◆ **Brief**
Your answer should be one number: how many lines below hold the word "Employee".

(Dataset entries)
:::

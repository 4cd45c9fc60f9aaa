use chrono::NaiveDateTime;
use serde::{Deserialize, Serialize};
use std::{fmt, str::FromStr};

use crate::utils::de;

#[derive(Debug, Clone, Copy, PartialEq, Eq, Default, Serialize, Deserialize)]
#[serde(rename_all = "lowercase")]
pub enum UserRole {
    Admin,
    #[default]
    Employee,
    Customer,
}

impl UserRole {
    pub fn as_str(&self) -> &'static str {
        match self {
            UserRole::Admin => "admin",
            UserRole::Employee => "employee",
            UserRole::Customer => "customer",
        }
    }
}

impl fmt::Display for UserRole {
    fn fmt(&self, f: &mut fmt::Formatter<'_>) -> fmt::Result {
        f.write_str(self.as_str())
    }
}

impl FromStr for UserRole {
    type Err = String;

    fn from_str(s: &str) -> Result<Self, Self::Err> {
        match s.trim().to_ascii_lowercase().as_str() {
            "admin" => Ok(UserRole::Admin),
            "employee" => Ok(UserRole::Employee),
            "customer" => Ok(UserRole::Customer),
            other => Err(format!("unknown role `{}`", other)),
        }
    }
}

#[derive(Debug, Clone, Deserialize)]
pub struct User {
    #[serde(deserialize_with = "de::int")]
    pub id: i64,
    #[serde(default)]
    pub full_name: String,
    pub email: String,
    #[serde(default)]
    pub phone: Option<String>,
    #[serde(default)]
    pub role: UserRole,
    #[serde(default = "de::default_true", deserialize_with = "de::flag")]
    pub is_active: bool,
    #[serde(default, deserialize_with = "de::opt_datetime")]
    pub deleted_at: Option<NaiveDateTime>,
    #[serde(default, deserialize_with = "de::opt_datetime")]
    pub last_login: Option<NaiveDateTime>,
    #[serde(default, deserialize_with = "de::opt_datetime")]
    pub created_at: Option<NaiveDateTime>,
}

impl User {
    pub fn is_deleted(&self) -> bool {
        self.deleted_at.is_some()
    }
}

:::

◆ **Answer to the exercise**
3